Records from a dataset
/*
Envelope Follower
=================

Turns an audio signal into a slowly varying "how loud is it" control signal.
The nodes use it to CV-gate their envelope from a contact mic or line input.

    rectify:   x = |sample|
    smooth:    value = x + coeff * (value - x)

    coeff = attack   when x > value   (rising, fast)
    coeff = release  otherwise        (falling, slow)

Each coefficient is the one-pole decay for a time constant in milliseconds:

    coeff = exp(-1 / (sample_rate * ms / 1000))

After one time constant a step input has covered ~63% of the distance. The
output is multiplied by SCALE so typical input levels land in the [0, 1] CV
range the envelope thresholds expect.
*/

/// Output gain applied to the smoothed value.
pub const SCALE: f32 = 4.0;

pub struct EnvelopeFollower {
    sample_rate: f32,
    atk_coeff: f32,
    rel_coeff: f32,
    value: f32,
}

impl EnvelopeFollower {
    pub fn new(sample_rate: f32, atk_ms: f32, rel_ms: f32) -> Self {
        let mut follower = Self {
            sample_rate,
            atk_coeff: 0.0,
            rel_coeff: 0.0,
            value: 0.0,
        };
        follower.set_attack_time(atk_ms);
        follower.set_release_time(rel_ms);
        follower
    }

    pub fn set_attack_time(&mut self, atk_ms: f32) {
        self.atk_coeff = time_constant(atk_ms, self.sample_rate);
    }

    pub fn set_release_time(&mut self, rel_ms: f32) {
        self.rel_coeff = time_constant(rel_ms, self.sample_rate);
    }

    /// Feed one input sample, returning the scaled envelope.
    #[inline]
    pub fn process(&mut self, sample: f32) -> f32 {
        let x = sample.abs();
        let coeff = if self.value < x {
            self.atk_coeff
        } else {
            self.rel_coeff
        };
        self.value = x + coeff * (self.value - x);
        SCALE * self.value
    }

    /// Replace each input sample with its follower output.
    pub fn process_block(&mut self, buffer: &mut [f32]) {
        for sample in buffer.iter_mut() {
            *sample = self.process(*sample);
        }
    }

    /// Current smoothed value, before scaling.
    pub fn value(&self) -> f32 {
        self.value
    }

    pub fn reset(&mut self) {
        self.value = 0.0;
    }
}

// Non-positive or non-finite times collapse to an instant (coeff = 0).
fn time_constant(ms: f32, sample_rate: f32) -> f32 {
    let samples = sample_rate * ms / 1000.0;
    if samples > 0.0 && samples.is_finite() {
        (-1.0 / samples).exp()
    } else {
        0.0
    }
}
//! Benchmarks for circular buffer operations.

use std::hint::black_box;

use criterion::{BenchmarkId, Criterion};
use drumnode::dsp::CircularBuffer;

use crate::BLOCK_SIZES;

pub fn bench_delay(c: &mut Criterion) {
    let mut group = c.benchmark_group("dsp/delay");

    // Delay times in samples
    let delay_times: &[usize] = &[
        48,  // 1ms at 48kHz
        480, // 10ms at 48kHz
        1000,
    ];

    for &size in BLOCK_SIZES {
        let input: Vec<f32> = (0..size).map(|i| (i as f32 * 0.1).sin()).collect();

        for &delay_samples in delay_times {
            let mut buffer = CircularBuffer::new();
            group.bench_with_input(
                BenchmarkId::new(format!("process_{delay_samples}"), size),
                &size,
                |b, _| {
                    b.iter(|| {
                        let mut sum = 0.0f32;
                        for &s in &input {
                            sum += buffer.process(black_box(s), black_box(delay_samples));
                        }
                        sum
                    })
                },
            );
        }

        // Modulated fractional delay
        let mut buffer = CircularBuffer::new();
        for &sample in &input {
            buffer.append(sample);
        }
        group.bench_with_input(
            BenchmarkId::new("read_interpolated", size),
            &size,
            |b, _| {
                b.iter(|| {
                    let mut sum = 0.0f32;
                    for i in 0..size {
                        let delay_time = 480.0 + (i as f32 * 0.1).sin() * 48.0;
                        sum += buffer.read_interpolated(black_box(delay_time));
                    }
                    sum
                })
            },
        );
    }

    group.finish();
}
* * *
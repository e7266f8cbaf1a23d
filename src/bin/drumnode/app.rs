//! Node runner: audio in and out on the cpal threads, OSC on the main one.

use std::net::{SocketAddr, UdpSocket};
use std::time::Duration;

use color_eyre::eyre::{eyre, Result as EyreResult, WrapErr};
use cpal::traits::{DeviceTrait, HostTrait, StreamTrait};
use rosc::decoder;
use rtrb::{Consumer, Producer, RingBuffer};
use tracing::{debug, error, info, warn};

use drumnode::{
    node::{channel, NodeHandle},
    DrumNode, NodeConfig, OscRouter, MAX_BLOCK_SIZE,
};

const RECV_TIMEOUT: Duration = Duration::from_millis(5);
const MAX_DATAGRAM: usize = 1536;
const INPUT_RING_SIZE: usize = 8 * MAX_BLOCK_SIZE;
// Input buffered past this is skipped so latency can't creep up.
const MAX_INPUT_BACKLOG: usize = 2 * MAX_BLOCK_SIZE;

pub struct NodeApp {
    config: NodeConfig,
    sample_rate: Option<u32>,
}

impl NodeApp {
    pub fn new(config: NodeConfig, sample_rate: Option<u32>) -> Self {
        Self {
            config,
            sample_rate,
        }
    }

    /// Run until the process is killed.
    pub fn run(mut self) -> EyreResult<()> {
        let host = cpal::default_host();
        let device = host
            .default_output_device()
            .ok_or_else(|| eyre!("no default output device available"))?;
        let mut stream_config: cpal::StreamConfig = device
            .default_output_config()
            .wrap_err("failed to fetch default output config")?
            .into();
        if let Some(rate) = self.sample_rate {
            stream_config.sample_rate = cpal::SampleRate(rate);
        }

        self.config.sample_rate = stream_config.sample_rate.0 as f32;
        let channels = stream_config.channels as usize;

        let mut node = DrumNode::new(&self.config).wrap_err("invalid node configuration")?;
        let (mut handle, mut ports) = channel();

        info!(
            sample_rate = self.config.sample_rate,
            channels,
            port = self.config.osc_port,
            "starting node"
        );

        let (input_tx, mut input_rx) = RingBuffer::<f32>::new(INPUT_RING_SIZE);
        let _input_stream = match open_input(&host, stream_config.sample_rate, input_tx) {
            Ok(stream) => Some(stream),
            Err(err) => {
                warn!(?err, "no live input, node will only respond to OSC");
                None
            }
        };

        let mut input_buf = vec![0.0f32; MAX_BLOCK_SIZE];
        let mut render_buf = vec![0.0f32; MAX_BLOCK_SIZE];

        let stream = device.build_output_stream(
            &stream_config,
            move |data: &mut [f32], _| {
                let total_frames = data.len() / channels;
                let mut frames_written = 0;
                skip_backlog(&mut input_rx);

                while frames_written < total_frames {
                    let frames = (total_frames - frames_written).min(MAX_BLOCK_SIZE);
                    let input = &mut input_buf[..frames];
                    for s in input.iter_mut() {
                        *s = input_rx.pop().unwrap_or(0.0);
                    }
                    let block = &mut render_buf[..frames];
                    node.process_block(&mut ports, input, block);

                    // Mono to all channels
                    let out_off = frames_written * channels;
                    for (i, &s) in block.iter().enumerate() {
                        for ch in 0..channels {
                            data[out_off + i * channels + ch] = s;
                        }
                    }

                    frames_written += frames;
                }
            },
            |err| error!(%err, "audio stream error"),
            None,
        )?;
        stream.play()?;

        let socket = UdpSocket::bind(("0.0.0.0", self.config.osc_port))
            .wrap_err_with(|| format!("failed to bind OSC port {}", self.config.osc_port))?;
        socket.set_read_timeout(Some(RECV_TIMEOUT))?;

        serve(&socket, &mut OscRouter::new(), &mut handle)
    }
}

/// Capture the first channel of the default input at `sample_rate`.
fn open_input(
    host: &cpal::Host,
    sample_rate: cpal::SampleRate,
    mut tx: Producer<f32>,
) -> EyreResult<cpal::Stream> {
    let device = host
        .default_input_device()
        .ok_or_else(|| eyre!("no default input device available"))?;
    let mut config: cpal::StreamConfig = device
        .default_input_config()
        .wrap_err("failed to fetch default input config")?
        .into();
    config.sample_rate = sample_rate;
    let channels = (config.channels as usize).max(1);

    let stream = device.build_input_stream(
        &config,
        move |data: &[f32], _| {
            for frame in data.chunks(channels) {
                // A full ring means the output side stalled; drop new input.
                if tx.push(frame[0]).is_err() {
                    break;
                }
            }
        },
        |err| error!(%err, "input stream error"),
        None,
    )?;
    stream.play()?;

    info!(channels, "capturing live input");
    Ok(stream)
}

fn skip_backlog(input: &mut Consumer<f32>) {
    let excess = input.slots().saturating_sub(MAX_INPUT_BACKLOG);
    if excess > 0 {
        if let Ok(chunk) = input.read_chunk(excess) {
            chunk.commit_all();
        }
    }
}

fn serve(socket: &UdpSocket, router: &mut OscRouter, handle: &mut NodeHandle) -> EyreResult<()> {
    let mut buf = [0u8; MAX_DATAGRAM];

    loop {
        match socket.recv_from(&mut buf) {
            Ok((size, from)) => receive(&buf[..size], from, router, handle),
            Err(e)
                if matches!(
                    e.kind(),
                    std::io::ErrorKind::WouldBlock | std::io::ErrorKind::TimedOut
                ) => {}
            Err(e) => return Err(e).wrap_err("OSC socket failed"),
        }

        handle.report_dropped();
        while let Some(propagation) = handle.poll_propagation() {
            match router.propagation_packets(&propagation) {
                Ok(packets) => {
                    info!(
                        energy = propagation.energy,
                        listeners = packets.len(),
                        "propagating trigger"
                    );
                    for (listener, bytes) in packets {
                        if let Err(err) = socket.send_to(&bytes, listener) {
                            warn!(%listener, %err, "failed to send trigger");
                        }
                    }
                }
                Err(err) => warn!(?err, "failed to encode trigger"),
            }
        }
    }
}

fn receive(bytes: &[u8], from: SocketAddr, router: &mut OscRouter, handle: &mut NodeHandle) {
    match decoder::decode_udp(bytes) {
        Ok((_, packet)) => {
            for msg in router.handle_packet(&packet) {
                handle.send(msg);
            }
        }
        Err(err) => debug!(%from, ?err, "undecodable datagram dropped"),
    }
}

About this task.
Copy out each line of the data that has the word "info" in it.

Answer section.
use tracing::{debug, error, info, warn};
        info!(
    info!(channels, "capturing live input");
                    info!(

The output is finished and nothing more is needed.